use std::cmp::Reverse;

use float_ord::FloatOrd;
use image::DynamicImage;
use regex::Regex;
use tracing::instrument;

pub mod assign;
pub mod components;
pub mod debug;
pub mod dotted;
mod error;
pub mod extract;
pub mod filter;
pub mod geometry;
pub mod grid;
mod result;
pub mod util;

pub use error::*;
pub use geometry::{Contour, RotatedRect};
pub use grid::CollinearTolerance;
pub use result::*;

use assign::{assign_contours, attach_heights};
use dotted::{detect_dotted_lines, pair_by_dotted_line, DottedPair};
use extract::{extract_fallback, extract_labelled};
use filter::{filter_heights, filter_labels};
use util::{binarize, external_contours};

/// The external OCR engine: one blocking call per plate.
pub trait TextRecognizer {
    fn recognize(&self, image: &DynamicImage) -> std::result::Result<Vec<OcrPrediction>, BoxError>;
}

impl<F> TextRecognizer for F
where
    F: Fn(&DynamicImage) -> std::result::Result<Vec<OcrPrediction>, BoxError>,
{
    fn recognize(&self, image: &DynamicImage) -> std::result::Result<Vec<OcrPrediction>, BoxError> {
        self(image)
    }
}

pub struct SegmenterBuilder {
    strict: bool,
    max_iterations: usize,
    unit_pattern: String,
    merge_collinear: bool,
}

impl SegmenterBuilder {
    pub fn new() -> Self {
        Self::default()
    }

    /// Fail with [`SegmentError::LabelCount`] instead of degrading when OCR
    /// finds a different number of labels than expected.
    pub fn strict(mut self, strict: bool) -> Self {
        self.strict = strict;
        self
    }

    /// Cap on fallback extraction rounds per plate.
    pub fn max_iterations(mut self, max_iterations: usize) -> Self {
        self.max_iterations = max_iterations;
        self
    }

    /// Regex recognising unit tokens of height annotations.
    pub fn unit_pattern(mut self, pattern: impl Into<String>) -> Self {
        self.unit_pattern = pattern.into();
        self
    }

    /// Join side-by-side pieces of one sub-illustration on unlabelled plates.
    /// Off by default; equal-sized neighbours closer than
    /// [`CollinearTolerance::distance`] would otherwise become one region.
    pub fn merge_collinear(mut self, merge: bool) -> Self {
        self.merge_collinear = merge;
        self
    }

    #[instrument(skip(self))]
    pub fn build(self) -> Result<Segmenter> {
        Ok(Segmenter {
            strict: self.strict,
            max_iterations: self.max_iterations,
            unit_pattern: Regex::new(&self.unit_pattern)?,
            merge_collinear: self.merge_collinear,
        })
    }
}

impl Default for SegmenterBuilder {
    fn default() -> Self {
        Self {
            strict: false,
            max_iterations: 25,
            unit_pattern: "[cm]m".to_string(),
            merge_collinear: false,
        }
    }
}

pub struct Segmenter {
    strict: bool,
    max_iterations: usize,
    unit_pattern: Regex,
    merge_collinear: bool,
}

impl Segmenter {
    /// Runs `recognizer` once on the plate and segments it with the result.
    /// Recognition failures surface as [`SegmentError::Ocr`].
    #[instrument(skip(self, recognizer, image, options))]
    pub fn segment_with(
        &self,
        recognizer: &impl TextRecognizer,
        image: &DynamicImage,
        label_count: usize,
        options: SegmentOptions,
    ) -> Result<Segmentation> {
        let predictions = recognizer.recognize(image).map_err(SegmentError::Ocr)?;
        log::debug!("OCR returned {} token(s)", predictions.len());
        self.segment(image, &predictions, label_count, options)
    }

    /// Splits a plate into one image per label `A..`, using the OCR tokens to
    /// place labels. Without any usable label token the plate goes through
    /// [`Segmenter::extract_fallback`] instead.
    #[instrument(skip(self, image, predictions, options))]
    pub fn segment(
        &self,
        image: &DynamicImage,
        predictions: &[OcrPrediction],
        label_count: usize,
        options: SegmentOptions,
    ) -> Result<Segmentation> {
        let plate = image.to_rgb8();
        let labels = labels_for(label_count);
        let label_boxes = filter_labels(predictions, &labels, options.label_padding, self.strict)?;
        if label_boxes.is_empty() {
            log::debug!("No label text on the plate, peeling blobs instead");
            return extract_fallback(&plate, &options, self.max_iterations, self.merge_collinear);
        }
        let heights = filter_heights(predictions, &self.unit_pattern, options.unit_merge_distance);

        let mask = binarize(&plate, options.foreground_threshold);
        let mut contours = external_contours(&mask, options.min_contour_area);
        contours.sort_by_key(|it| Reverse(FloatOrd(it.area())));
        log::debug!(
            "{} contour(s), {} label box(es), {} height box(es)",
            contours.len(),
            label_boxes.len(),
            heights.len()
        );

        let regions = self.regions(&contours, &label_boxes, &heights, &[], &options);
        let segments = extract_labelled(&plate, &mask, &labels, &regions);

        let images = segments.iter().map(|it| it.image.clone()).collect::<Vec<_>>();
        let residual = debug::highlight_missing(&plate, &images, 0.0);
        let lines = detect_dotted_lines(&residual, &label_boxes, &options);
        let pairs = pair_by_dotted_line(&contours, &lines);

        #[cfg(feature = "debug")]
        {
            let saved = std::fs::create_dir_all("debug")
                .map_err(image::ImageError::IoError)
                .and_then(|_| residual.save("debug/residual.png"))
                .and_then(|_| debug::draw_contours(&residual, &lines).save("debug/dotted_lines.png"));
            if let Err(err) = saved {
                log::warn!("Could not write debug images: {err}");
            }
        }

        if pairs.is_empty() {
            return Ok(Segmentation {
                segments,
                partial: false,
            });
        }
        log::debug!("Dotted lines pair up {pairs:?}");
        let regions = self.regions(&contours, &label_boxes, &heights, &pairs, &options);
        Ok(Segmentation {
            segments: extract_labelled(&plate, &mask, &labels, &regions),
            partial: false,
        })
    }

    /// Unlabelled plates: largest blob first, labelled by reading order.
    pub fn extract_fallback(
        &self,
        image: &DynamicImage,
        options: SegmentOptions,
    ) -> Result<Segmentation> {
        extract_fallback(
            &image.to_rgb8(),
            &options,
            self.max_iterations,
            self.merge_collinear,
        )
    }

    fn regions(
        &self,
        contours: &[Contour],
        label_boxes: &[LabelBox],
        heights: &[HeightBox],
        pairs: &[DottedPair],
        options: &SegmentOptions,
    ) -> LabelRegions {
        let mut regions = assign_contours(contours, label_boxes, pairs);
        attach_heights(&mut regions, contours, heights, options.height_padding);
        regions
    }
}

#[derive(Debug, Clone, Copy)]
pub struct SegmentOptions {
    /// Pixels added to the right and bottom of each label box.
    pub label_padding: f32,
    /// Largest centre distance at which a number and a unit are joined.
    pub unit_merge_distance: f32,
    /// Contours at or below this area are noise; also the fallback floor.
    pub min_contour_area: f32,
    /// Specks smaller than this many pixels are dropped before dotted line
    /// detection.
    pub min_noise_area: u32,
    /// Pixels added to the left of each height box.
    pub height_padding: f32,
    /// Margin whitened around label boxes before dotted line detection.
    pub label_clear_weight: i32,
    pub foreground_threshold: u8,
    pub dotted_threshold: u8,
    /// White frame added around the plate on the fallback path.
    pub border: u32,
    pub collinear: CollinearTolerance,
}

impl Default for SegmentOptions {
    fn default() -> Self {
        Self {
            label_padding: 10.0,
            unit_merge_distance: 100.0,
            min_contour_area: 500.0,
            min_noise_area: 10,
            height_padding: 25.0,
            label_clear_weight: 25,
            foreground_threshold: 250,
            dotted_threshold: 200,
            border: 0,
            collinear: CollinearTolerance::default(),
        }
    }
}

- - - - -

== WORK TASK ==
For the word "segments", tally the lines of the listing that include it and give the number alone.

== RESPONSE BELOW ==
5